Once you have these letters, it’s good to spend time refining them by testing words that are made from them. As before with the ‘n’ and ‘o’, a great deal of attention should be paid to the spacing of the letters and the relationships of the counters to these spaces.
Read more about determining the ascender and descender heights on this TypeDrawers thread.
Building a test text
There are many resources available online for rapidly building your dummy test text:
- LibreText is a libre software solution.
- Adhesion Text, made by Miguel Sousa, was the first resource of this kind.
- JAF Generator, by Just Another Type Foundry.
- Typable, by Ondrej Job.
Use real text
Those dummy texts are in a way “blind” texts; you cannot actually, really, read them.

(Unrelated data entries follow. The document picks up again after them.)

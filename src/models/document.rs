//! Parsed document returned by the marker parser.

use super::marker::{
    BranchMarker, ContextMarker, DirectionalOperator, PatternMarker, SocialLayer, Span,
    StateMarker, StateType,
};
use serde::{Deserialize, Serialize};

/// Category of a parse problem.
#[derive(Debug, Clone, Copy, PartialEq, Eq, Hash, Serialize, Deserialize)]
#[serde(rename_all = "snake_case")]
pub enum ParseErrorKind {
    /// Malformed, nested or unknown marker syntax.
    Syntax,
    /// Well-formed marker with invalid values (e.g. weights not summing to 1.0).
    Validation,
}

/// A non-fatal problem recorded while parsing.
#[derive(Debug, Clone, PartialEq, Eq, Serialize, Deserialize)]
pub struct ParseError {
    /// Human-readable description.
    pub message: String,
    /// Offending range.
    pub span: Span,
    /// Syntax or validation.
    pub kind: ParseErrorKind,
}

impl ParseError {
    /// Creates a syntax error.
    #[must_use]
    pub fn syntax(message: impl Into<String>, span: Span) -> Self {
        Self {
            message: message.into(),
            span,
            kind: ParseErrorKind::Syntax,
        }
    }

    /// Creates a validation error.
    #[must_use]
    pub fn validation(message: impl Into<String>, span: Span) -> Self {
        Self {
            message: message.into(),
            span,
            kind: ParseErrorKind::Validation,
        }
    }
}

/// Document-level statistics derived from the marker lists.
#[derive(Debug, Clone, PartialEq, Default, Serialize, Deserialize)]
pub struct DocumentStatistics {
    /// Sum of all six marker list lengths.
    pub total_markers: usize,
    /// Markers per 100 characters of text.
    pub marker_density: f64,
    /// Most frequent state marker shape, if any state markers exist.
    pub dominant_state_type: Option<StateType>,
    /// `min(1, unique branch ids / 10)`.
    pub branch_complexity: f64,
}

/// The structured result of parsing annotated text.
///
/// Each marker list is sorted by start offset; the lists are independent and
/// not interleaved.
#[derive(Debug, Clone, PartialEq, Default, Serialize, Deserialize)]
pub struct ParsedDocument {
    /// The original text.
    pub text: String,
    /// State markers.
    pub states: Vec<StateMarker>,
    /// Context markers.
    pub contexts: Vec<ContextMarker>,
    /// Pattern and status markers.
    pub patterns: Vec<PatternMarker>,
    /// Directional operators.
    pub directionals: Vec<DirectionalOperator>,
    /// Branch markers.
    pub branches: Vec<BranchMarker>,
    /// Social layer markers.
    pub social_layers: Vec<SocialLayer>,
    /// Syntax and validation problems, in detection order.
    pub errors: Vec<ParseError>,
    /// Derived statistics.
    pub statistics: DocumentStatistics,
}

impl ParsedDocument {
    /// Returns the labels of all simple state markers.
    pub fn simple_states(&self) -> impl Iterator<Item = &str> {
        self.states.iter().filter_map(StateMarker::simple_value)
    }

    /// Returns the labels of all context markers.
    pub fn context_values(&self) -> impl Iterator<Item = &str> {
        self.contexts.iter().map(|c| c.value.as_str())
    }

    /// Returns the errors of the given kind.
    pub fn errors_of(&self, kind: ParseErrorKind) -> impl Iterator<Item = &ParseError> {
        self.errors.iter().filter(move |e| e.kind == kind)
    }

    /// Returns true if parsing recorded no problems.
    #[must_use]
    pub fn is_clean(&self) -> bool {
        self.errors.is_empty()
    }
}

But once you have a dozen or so letters, you can construct real text to experience immersive reading. This is essential for deeply understanding how the design performs, so its good to get to this stage quickly.
But watch out for the stale text effect. If you re-use the same real text for testing your typeface, it can become so familiar that you lose some perception abilities for how the typeface is performing.
Once you have a full alphabet, to ensure fresh text, you can set your operating system font, email application, or web browser’s default font to be your font.
This was discussed on the TypeDrawers On The Use of Blind Texts thread.